Items from a data source

■ ■ ■

use std::sync::Arc;

use tracing::warn;

use crate::client::{ApiClient, RequestDescriptor};
use crate::config::Config;
use crate::domain::{
    ActiveAppliance, AiInsight, AnomalyRecord, CarbonBreakdownItem, CarbonMetrics, CostMetrics,
    DashboardFilters, DashboardKpis, DeviationPoint, EnergyIntensity, EnergyTrendPoint,
    ForecastParams, ForecastPoint, Recommendation, ZoneDeviation,
};
use crate::error::{ApiError, ApiErrorKind};
use crate::http_client::HttpClient;
use crate::params::QueryParams;
use crate::resources::{self, Resource};

/// What to do when a resource cannot be fetched.
#[derive(Debug, Clone, Copy, PartialEq, Eq, Default)]
pub enum FallbackPolicy {
    /// Surface the error to the caller.
    #[default]
    Propagate,
    /// Degrade to the resource's placeholder when it defines one.
    Placeholder,
}

/// Typed endpoint functions for the dashboard API.
///
/// Results are returned exactly as the backend produced them.
#[derive(Debug, Clone)]
pub struct DashboardApi {
    client: ApiClient,
    fallback: FallbackPolicy,
}

impl DashboardApi {
    pub fn new(client: ApiClient) -> Self {
        Self {
            client,
            fallback: FallbackPolicy::Propagate,
        }
    }

    pub fn from_config(config: &Config) -> Self {
        Self::new(ApiClient::new(config)).with_fallback(config.fallback)
    }

    pub fn with_http_client(http: Arc<dyn HttpClient>, config: &Config) -> Self {
        Self::new(ApiClient::with_http_client(http, config)).with_fallback(config.fallback)
    }

    pub fn with_fallback(mut self, fallback: FallbackPolicy) -> Self {
        self.fallback = fallback;
        self
    }

    pub fn fallback(&self) -> FallbackPolicy {
        self.fallback
    }

    pub fn client(&self) -> &ApiClient {
        &self.client
    }

    /// Fetches and validates any resource, degrading to its placeholder when the
    /// fallback policy allows it.
    ///
    /// A response that breaks the backend contract is never degraded.
    pub async fn fetch<R: Resource>(&self, params: &QueryParams) -> Result<R::Output, ApiError> {
        match self.fetch_strict::<R>(params).await {
            Err(error) if self.degrades(&error) => match R::placeholder() {
                Some(placeholder) => {
                    warn!(
                        resource = R::NAME,
                        error = %error,
                        "fetch failed, serving placeholder"
                    );
                    Ok(placeholder)
                }
                None => Err(error),
            },
            other => other,
        }
    }

    /// Fetches and validates any resource. Failures are always returned.
    pub async fn fetch_strict<R: Resource>(
        &self,
        params: &QueryParams,
    ) -> Result<R::Output, ApiError> {
        let descriptor = RequestDescriptor::get(R::NAME, R::PATH, params.clone());
        self.client
            .fetch::<R::Payload>(&descriptor, &R::schema())
            .await
            .map(R::extract)
    }

    /// Whether `error` may be replaced by a placeholder under the current policy.
    pub fn degrades(&self, error: &ApiError) -> bool {
        self.fallback == FallbackPolicy::Placeholder && error.kind() != ApiErrorKind::Validation
    }

    pub async fn kpis(&self, filters: &DashboardFilters) -> Result<DashboardKpis, ApiError> {
        self.fetch::<resources::Kpis>(&filters.to_params()).await
    }

    pub async fn energy_trend(
        &self,
        filters: &DashboardFilters,
    ) -> Result<Vec<EnergyTrendPoint>, ApiError> {
        self.fetch::<resources::EnergyTrend>(&filters.to_params()).await
    }

    pub async fn deviation_over_time(
        &self,
        filters: &DashboardFilters,
    ) -> Result<Vec<DeviationPoint>, ApiError> {
        self.fetch::<resources::DeviationOverTime>(&filters.to_params())
            .await
    }

    pub async fn deviations(&self) -> Result<Vec<ZoneDeviation>, ApiError> {
        self.fetch::<resources::Deviations>(&QueryParams::new()).await
    }

    pub async fn anomalies(
        &self,
        filters: &DashboardFilters,
    ) -> Result<Vec<AnomalyRecord>, ApiError> {
        self.fetch::<resources::Anomalies>(&filters.to_params()).await
    }

    pub async fn forecast(&self, params: &ForecastParams) -> Result<Vec<ForecastPoint>, ApiError> {
        self.fetch::<resources::Forecast>(&params.to_params()).await
    }

    pub async fn carbon_metrics(
        &self,
        filters: &DashboardFilters,
    ) -> Result<CarbonMetrics, ApiError> {
        self.fetch::<resources::CarbonMetrics>(&filters.to_params()).await
    }

    pub async fn carbon_breakdown(
        &self,
        filters: &DashboardFilters,
    ) -> Result<Vec<CarbonBreakdownItem>, ApiError> {
        self.fetch::<resources::CarbonBreakdown>(&filters.to_params())
            .await
    }

    pub async fn ai_insights(&self, filters: &DashboardFilters) -> Result<Vec<AiInsight>, ApiError> {
        self.fetch::<resources::AiInsights>(&filters.to_params()).await
    }

    pub async fn recommendations(
        &self,
        filters: &DashboardFilters,
    ) -> Result<Vec<Recommendation>, ApiError> {
        self.fetch::<resources::Recommendations>(&filters.to_params())
            .await
    }

    pub async fn cost_metrics(
        &self,
        filters: &DashboardFilters,
    ) -> Result<CostMetrics, ApiError> {
        self.fetch::<resources::CostMetrics>(&filters.to_params()).await
    }

    pub async fn energy_intensity(
        &self,
        filters: &DashboardFilters,
    ) -> Result<EnergyIntensity, ApiError> {
        self.fetch::<resources::EnergyIntensity>(&filters.to_params())
            .await
    }

    pub async fn active_appliances(
        &self,
        filters: &DashboardFilters,
    ) -> Result<Vec<ActiveAppliance>, ApiError> {
        self.fetch::<resources::ActiveAppliances>(&filters.to_params())
            .await
    }
}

■ ■ ■

Action item:
Once you have read the records above, set each one down again exactly.

Result of this exercise:
use std::sync::Arc;

use tracing::warn;

use crate::client::{ApiClient, RequestDescriptor};
use crate::config::Config;
use crate::domain::{
    ActiveAppliance, AiInsight, AnomalyRecord, CarbonBreakdownItem, CarbonMetrics, CostMetrics,
    DashboardFilters, DashboardKpis, DeviationPoint, EnergyIntensity, EnergyTrendPoint,
    ForecastParams, ForecastPoint, Recommendation, ZoneDeviation,
};
use crate::error::{ApiError, ApiErrorKind};
use crate::http_client::HttpClient;
use crate::params::QueryParams;
use crate::resources::{self, Resource};

/// What to do when a resource cannot be fetched.
#[derive(Debug, Clone, Copy, PartialEq, Eq, Default)]
pub enum FallbackPolicy {
    /// Surface the error to the caller.
    #[default]
    Propagate,
    /// Degrade to the resource's placeholder when it defines one.
    Placeholder,
}

/// Typed endpoint functions for the dashboard API.
///
/// Results are returned exactly as the backend produced them.
#[derive(Debug, Clone)]
pub struct DashboardApi {
    client: ApiClient,
    fallback: FallbackPolicy,
}

impl DashboardApi {
    pub fn new(client: ApiClient) -> Self {
        Self {
            client,
            fallback: FallbackPolicy::Propagate,
        }
    }

    pub fn from_config(config: &Config) -> Self {
        Self::new(ApiClient::new(config)).with_fallback(config.fallback)
    }

    pub fn with_http_client(http: Arc<dyn HttpClient>, config: &Config) -> Self {
        Self::new(ApiClient::with_http_client(http, config)).with_fallback(config.fallback)
    }

    pub fn with_fallback(mut self, fallback: FallbackPolicy) -> Self {
        self.fallback = fallback;
        self
    }

    pub fn fallback(&self) -> FallbackPolicy {
        self.fallback
    }

    pub fn client(&self) -> &ApiClient {
        &self.client
    }

    /// Fetches and validates any resource, degrading to its placeholder when the
    /// fallback policy allows it.
    ///
    /// A response that breaks the backend contract is never degraded.
    pub async fn fetch<R: Resource>(&self, params: &QueryParams) -> Result<R::Output, ApiError> {
        match self.fetch_strict::<R>(params).await {
            Err(error) if self.degrades(&error) => match R::placeholder() {
                Some(placeholder) => {
                    warn!(
                        resource = R::NAME,
                        error = %error,
                        "fetch failed, serving placeholder"
                    );
                    Ok(placeholder)
                }
                None => Err(error),
            },
            other => other,
        }
    }

    /// Fetches and validates any resource. Failures are always returned.
    pub async fn fetch_strict<R: Resource>(
        &self,
        params: &QueryParams,
    ) -> Result<R::Output, ApiError> {
        let descriptor = RequestDescriptor::get(R::NAME, R::PATH, params.clone());
        self.client
            .fetch::<R::Payload>(&descriptor, &R::schema())
            .await
            .map(R::extract)
    }

    /// Whether `error` may be replaced by a placeholder under the current policy.
    pub fn degrades(&self, error: &ApiError) -> bool {
        self.fallback == FallbackPolicy::Placeholder && error.kind() != ApiErrorKind::Validation
    }

    pub async fn kpis(&self, filters: &DashboardFilters) -> Result<DashboardKpis, ApiError> {
        self.fetch::<resources::Kpis>(&filters.to_params()).await
    }

    pub async fn energy_trend(
        &self,
        filters: &DashboardFilters,
    ) -> Result<Vec<EnergyTrendPoint>, ApiError> {
        self.fetch::<resources::EnergyTrend>(&filters.to_params()).await
    }

    pub async fn deviation_over_time(
        &self,
        filters: &DashboardFilters,
    ) -> Result<Vec<DeviationPoint>, ApiError> {
        self.fetch::<resources::DeviationOverTime>(&filters.to_params())
            .await
    }

    pub async fn deviations(&self) -> Result<Vec<ZoneDeviation>, ApiError> {
        self.fetch::<resources::Deviations>(&QueryParams::new()).await
    }

    pub async fn anomalies(
        &self,
        filters: &DashboardFilters,
    ) -> Result<Vec<AnomalyRecord>, ApiError> {
        self.fetch::<resources::Anomalies>(&filters.to_params()).await
    }

    pub async fn forecast(&self, params: &ForecastParams) -> Result<Vec<ForecastPoint>, ApiError> {
        self.fetch::<resources::Forecast>(&params.to_params()).await
    }

    pub async fn carbon_metrics(
        &self,
        filters: &DashboardFilters,
    ) -> Result<CarbonMetrics, ApiError> {
        self.fetch::<resources::CarbonMetrics>(&filters.to_params()).await
    }

    pub async fn carbon_breakdown(
        &self,
        filters: &DashboardFilters,
    ) -> Result<Vec<CarbonBreakdownItem>, ApiError> {
        self.fetch::<resources::CarbonBreakdown>(&filters.to_params())
            .await
    }

    pub async fn ai_insights(&self, filters: &DashboardFilters) -> Result<Vec<AiInsight>, ApiError> {
        self.fetch::<resources::AiInsights>(&filters.to_params()).await
    }

    pub async fn recommendations(
        &self,
        filters: &DashboardFilters,
    ) -> Result<Vec<Recommendation>, ApiError> {
        self.fetch::<resources::Recommendations>(&filters.to_params())
            .await
    }

    pub async fn cost_metrics(
        &self,
        filters: &DashboardFilters,
    ) -> Result<CostMetrics, ApiError> {
        self.fetch::<resources::CostMetrics>(&filters.to_params()).await
    }

    pub async fn energy_intensity(
        &self,
        filters: &DashboardFilters,
    ) -> Result<EnergyIntensity, ApiError> {
        self.fetch::<resources::EnergyIntensity>(&filters.to_params())
            .await
    }

    pub async fn active_appliances(
        &self,
        filters: &DashboardFilters,
    ) -> Result<Vec<ActiveAppliance>, ApiError> {
        self.fetch::<resources::ActiveAppliances>(&filters.to_params())
            .await
    }
}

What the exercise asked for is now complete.